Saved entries
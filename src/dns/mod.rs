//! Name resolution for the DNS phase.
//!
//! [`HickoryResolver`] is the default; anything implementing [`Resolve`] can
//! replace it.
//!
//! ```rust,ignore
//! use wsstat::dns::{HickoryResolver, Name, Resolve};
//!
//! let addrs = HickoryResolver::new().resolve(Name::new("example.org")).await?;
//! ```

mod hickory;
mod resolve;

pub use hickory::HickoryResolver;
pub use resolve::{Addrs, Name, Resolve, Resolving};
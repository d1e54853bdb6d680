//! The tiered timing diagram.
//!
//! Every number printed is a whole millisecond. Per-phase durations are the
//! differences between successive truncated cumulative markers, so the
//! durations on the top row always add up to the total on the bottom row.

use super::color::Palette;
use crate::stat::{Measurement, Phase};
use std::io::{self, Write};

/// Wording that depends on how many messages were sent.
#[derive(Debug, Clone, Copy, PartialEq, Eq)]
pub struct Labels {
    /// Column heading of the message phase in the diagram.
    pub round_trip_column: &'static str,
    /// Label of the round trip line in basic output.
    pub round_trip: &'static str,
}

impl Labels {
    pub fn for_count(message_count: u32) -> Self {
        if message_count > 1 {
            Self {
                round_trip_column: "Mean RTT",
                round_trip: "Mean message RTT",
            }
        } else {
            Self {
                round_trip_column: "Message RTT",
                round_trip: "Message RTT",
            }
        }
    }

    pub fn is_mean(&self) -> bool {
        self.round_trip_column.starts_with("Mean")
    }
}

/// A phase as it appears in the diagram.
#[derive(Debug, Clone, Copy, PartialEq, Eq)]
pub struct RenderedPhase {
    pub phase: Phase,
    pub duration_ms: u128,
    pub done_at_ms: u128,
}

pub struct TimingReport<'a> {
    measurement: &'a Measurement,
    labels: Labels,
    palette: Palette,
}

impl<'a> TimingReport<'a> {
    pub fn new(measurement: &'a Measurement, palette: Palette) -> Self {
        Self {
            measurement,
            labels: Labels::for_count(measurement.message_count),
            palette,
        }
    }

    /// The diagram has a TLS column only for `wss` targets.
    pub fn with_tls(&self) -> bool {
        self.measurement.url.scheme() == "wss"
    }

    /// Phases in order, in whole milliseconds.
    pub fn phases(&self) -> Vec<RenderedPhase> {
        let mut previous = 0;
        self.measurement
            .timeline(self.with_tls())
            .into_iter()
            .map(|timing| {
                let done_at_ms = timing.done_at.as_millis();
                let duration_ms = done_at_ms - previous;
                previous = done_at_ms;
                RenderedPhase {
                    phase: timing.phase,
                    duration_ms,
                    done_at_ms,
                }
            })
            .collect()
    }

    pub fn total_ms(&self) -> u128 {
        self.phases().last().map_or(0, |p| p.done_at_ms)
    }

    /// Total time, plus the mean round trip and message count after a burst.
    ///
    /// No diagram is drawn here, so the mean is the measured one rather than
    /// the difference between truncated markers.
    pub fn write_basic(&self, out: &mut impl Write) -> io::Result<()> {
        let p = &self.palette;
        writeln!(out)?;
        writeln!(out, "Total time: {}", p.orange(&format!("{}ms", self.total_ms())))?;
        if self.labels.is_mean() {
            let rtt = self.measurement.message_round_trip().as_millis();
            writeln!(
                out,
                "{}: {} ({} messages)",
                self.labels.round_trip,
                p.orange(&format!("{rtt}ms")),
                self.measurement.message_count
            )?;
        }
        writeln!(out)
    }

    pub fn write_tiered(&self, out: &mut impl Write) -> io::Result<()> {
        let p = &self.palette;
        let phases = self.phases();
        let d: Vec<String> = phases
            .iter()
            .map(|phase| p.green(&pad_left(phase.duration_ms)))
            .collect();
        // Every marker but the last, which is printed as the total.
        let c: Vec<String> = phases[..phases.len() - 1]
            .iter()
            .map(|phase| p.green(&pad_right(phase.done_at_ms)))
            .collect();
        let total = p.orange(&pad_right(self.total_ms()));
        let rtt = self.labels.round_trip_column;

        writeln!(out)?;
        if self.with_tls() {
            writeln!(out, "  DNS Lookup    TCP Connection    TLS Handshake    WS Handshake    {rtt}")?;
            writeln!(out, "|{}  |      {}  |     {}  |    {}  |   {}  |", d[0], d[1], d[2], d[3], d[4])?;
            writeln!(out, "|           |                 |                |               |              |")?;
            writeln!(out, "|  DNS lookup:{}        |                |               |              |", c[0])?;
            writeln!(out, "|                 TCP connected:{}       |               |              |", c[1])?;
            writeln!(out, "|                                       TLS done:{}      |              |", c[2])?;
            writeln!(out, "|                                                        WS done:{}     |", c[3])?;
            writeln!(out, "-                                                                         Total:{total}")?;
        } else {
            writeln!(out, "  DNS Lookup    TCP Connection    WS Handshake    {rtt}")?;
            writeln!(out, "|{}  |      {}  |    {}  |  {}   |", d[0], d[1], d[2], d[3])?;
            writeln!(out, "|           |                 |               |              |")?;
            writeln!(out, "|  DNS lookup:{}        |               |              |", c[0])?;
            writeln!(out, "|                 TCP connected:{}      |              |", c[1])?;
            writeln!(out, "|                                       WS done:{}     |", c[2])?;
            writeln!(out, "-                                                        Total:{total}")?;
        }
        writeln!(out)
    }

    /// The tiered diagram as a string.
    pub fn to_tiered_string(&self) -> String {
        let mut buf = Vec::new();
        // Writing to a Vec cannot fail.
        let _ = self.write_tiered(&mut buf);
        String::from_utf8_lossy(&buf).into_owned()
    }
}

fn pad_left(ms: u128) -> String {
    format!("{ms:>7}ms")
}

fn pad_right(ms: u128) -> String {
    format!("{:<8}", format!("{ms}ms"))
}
==
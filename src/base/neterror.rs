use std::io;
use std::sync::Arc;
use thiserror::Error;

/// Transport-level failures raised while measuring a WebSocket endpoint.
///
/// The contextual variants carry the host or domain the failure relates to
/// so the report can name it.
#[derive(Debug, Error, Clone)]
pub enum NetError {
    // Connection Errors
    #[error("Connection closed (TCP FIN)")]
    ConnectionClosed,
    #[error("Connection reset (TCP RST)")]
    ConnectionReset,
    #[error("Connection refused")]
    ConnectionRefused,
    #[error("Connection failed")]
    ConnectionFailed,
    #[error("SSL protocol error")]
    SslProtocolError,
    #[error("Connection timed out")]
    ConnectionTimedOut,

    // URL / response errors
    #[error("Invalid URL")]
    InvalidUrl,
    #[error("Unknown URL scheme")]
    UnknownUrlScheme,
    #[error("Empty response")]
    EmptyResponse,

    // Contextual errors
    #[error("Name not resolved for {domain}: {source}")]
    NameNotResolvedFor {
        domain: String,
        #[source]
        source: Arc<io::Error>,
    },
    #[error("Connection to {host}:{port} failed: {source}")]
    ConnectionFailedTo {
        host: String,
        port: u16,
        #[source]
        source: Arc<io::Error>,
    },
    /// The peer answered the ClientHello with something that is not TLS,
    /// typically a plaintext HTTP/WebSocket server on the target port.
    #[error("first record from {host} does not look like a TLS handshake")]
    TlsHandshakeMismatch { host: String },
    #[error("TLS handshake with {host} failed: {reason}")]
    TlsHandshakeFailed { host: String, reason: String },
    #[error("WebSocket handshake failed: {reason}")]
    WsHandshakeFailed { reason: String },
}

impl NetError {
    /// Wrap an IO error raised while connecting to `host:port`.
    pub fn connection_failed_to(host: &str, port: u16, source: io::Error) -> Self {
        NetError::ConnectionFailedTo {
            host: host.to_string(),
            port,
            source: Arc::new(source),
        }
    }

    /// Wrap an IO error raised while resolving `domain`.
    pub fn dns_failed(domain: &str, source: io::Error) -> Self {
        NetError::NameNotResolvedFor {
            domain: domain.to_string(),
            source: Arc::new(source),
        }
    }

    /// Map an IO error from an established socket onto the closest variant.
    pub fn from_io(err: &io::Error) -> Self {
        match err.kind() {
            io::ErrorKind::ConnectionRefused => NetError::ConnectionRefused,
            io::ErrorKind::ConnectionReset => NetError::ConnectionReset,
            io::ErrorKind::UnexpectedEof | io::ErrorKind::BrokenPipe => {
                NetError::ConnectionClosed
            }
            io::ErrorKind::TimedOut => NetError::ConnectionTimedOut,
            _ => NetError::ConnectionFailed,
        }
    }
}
==
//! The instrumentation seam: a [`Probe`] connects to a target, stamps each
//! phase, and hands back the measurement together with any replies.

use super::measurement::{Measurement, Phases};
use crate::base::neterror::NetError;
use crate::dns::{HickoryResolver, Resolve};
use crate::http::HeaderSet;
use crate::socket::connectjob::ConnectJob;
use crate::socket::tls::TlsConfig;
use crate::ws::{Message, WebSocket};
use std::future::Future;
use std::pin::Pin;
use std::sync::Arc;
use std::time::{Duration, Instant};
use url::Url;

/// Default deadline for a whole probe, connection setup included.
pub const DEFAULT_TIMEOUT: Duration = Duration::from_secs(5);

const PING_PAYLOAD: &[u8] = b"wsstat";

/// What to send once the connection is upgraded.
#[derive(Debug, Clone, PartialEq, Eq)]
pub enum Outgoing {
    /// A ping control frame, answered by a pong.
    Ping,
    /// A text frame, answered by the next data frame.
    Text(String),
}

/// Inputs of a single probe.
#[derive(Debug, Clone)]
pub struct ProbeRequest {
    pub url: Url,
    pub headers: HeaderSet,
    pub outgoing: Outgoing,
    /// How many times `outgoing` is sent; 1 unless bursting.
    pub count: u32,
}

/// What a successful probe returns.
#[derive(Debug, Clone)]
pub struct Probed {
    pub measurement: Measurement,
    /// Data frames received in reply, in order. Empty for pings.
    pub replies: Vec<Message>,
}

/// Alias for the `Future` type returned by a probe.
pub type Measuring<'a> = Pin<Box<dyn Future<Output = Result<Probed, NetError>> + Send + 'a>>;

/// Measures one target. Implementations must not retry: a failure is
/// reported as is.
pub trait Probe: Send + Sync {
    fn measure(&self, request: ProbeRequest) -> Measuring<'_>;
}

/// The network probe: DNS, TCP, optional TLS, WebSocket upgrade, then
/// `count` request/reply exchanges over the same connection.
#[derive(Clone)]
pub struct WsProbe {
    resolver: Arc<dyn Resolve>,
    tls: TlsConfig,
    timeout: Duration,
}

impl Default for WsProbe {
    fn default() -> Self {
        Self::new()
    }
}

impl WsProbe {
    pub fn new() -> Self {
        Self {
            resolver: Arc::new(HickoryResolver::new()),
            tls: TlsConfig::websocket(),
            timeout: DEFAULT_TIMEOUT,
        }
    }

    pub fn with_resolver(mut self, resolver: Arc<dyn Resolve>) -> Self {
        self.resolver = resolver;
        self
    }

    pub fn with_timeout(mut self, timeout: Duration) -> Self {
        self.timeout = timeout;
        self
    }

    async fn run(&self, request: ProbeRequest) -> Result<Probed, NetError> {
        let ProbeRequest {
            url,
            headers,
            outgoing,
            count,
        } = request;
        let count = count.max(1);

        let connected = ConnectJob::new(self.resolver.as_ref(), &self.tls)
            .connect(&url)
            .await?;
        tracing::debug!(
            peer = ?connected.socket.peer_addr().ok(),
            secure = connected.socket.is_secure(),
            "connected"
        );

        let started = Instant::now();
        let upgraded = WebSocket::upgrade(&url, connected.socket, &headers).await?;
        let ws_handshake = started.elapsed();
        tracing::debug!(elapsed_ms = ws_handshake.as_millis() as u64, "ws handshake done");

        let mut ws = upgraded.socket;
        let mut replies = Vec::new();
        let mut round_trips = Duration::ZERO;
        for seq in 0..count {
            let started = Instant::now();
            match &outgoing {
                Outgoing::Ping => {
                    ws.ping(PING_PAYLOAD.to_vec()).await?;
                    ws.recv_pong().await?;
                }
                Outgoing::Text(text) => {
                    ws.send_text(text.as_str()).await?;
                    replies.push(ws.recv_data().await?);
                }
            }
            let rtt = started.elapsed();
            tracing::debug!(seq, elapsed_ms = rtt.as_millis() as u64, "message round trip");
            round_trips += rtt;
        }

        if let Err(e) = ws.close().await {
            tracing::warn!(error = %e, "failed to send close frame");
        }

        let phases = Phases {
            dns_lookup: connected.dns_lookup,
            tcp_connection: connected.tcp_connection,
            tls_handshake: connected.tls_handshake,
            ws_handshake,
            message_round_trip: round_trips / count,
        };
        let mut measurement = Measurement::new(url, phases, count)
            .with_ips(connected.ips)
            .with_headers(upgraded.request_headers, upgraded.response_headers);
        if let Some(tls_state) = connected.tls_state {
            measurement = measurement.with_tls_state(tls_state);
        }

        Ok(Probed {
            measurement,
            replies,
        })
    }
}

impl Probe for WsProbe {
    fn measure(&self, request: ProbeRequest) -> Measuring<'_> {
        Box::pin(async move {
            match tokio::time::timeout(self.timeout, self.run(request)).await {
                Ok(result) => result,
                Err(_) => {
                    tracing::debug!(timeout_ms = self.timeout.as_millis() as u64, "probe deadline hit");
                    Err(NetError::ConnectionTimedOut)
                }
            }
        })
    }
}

Description of the task ▸ Please return only the lines above, starting at the line that has "let rtt = started.elapsed();" and ending at the line that has "let phases = Phases", keeping both and leaving each one unchanged.

Written answer ▸
            let rtt = started.elapsed();
            tracing::debug!(seq, elapsed_ms = rtt.as_millis() as u64, "message round trip");
            round_trips += rtt;
        }

        if let Err(e) = ws.close().await {
            tracing::warn!(error = %e, "failed to send close frame");
        }

        let phases = Phases {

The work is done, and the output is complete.